We use and see products each day that may go unnoticed. Ever wonder how your piece of metal — with the precision cuts and intricate designs that make it a unique piece of craftsmanship — became that piece of metal? The short answer is a machine capable of quick, efficient and consistent cuts.
In short, you can thank the evolution of laser cutting machines and laser cutting services. These advancements have led to significant growth in the industry. As of 2016, laser cutting accounted for the largest share of the metal cutting market. Market analysis and segment forecasts expect this trend to continue over the years.
Coco Architecture uses laser cutting in our all-inclusive custom metal fabrication facility. We’ll take a look at what laser cutting involves, the transition to fiber laser cutting, how we implement it at Coco, and go into detail about the benefits of laser cutting.
Before we take a dive straight into the world of fiber laser cutting, it’s important to understand the general scope of laser cutting. Industrial manufacturing uses this type of technology for high-power outputs to melt, burn, vaporize or blow away the material, leaving an edge with a high-quality surface finish. It allows us to reduce setup time, cut the need for custom tooling, and provide grilles in heavier gauges that could not be punched.
Laser cutting consists of two categories: laser fusion cutting and ablative laser cutting. This engineer’s guide to laser cutting explains how fusion cutting melts the material before using a high-pressure stream of gas to remove the metal. Ablative cutting uses a pulsed laser to remove the metal.

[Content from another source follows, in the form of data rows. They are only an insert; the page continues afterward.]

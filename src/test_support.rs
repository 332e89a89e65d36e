//! Shared fixtures for handler tests

use async_trait::async_trait;
use council_core::{OrchestrationEngine, StaticCredentials};
use council_llm::{default_providers, CallSettings, ProviderClient, ProviderConfig, ProviderRegistry};
use std::sync::Arc;

/// Every provider answers BUY
struct BullishClient;

#[async_trait]
impl ProviderClient for BullishClient {
    async fn call(
        &self,
        provider: &ProviderConfig,
        _api_key: &str,
        _prompt: &str,
        _settings: &CallSettings,
    ) -> council_llm::Result<String> {
        Ok(format!(
            r#"{{"signal":"BUY","confidence":80,"reasoning":"{} sees momentum"}}"#,
            provider.name
        ))
    }
}

/// Engine over the default roster with every credential present
pub(crate) fn test_engine() -> OrchestrationEngine {
    let providers = default_providers();
    let credentials = providers
        .iter()
        .fold(StaticCredentials::new(), |creds, p| {
            creds.with(p.credential.clone(), format!("key-{}", p.id))
        });
    let registry = ProviderRegistry::new(providers).unwrap();

    OrchestrationEngine::builder(
        Arc::new(registry),
        Arc::new(BullishClient),
        Arc::new(credentials),
    )
    .build()
}
//! Helpers shared by every wire dialect
//!
//! Keeps secrets and raw provider payloads out of logs and result streams.

/// Minimum key length to display partial key
const MIN_KEY_LENGTH_FOR_PARTIAL_DISPLAY: usize = 8;

/// Number of characters to show at start/end of masked key
const KEY_MASK_VISIBLE_CHARS: usize = 4;

/// Longest provider error message we pass through
const MAX_ERROR_LEN: usize = 300;

/// Mask API key for safe display in logs
///
/// Shows first 4 and last 4 characters for keys longer than 8 characters,
/// otherwise shows "****".
///
/// # Examples
/// ```
/// use council_llm::util::mask_api_key;
/// assert_eq!(mask_api_key("sk-1234567890abcdef"), "sk-1...cdef");
/// assert_eq!(mask_api_key("short"), "****");
/// ```
#[must_use]
pub fn mask_api_key(key: &str) -> String {
    if key.len() <= MIN_KEY_LENGTH_FOR_PARTIAL_DISPLAY || !key.is_ascii() {
        return "****".to_string();
    }
    format!(
        "{}...{}",
        &key[..KEY_MASK_VISIBLE_CHARS],
        &key[key.len() - KEY_MASK_VISIBLE_CHARS..]
    )
}

/// Replace the `key=` query parameter of a URL with a masked value
#[must_use]
pub fn redact_url_key(url: &str) -> String {
    match url.find("key=") {
        Some(idx) => {
            let start = idx + "key=".len();
            let end = url[start..]
                .find('&')
                .map(|offset| start + offset)
                .unwrap_or(url.len());
            format!("{}{}{}", &url[..start], mask_api_key(&url[start..end]), &url[end..])
        }
        None => url.to_string(),
    }
}

/// Truncate a string to at most `max_bytes` without splitting a character
#[must_use]
pub fn truncate_safe(s: &str, max_bytes: usize) -> &str {
    if s.len() <= max_bytes {
        return s;
    }
    let mut end = max_bytes;
    while !s.is_char_boundary(end) {
        end -= 1;
    }
    &s[..end]
}

/// Sanitize provider API error messages before they reach a result stream
pub fn sanitize_api_error(error: &str) -> String {
    let lower = error.to_lowercase();

    if lower.contains("api key")
        || lower.contains("apikey")
        || lower.contains("api_key")
        || lower.contains("invalid key")
        || lower.contains("unauthorized")
        || lower.contains("authentication")
        || lower.contains("x-api-key")
        || lower.contains("bearer")
    {
        return "API authentication error. Please check your API key configuration.".to_string();
    }

    if lower.contains("rate limit") || lower.contains("quota") || lower.contains("overloaded") {
        return "API rate limit exceeded. Please try again later.".to_string();
    }

    if lower.contains("internal") || lower.contains("server error") {
        return "API server error. Please try again later.".to_string();
    }

    if error.len() > MAX_ERROR_LEN {
        format!("{}...(truncated)", truncate_safe(error, MAX_ERROR_LEN))
    } else {
        error.to_string()
    }
}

Fiber laser, gas laser and crystal laser make up the three most notable types of laser cutting machines. CO2 is one of the most popular types of gas lasers, where the gas transmits through a beam guided by mirrors. This process can cut plastic, Plexiglas, metals, and wood. Crystal lasers use crystals, like neodymium-doped yttrium aluminium garnet, to produce high-powered cutting. They are more archaic and, therefore, have a shorter lifespan (8,000-15,000 hours). Fiber lasers use optical fibers doped in rare elements to create quick, clean cuts using an automated system that is easy to maintain should any errors occur.
We’ve previously written about the differences between waterjet and laser cutting in sheet metal. We use both, since waterjet is ideal for thicker materials and 3D printing by using a high-pressure stream of water. Thanks to new technology and new equipment, we are excited about the advancements in the laser cutting industry.
Here at Coco, we recently upgraded from a CO2 laser cutting machine to a state-of-the-art fiber laser from Amada, a Japanese manufacturer of metal processing equipment and machinery. This particular model, the Ensis 3015, uses fiber laser technology to process both thin and thick materials without a cutting lens change or manual setup. It allows for high-speed cutting in a more efficient manner.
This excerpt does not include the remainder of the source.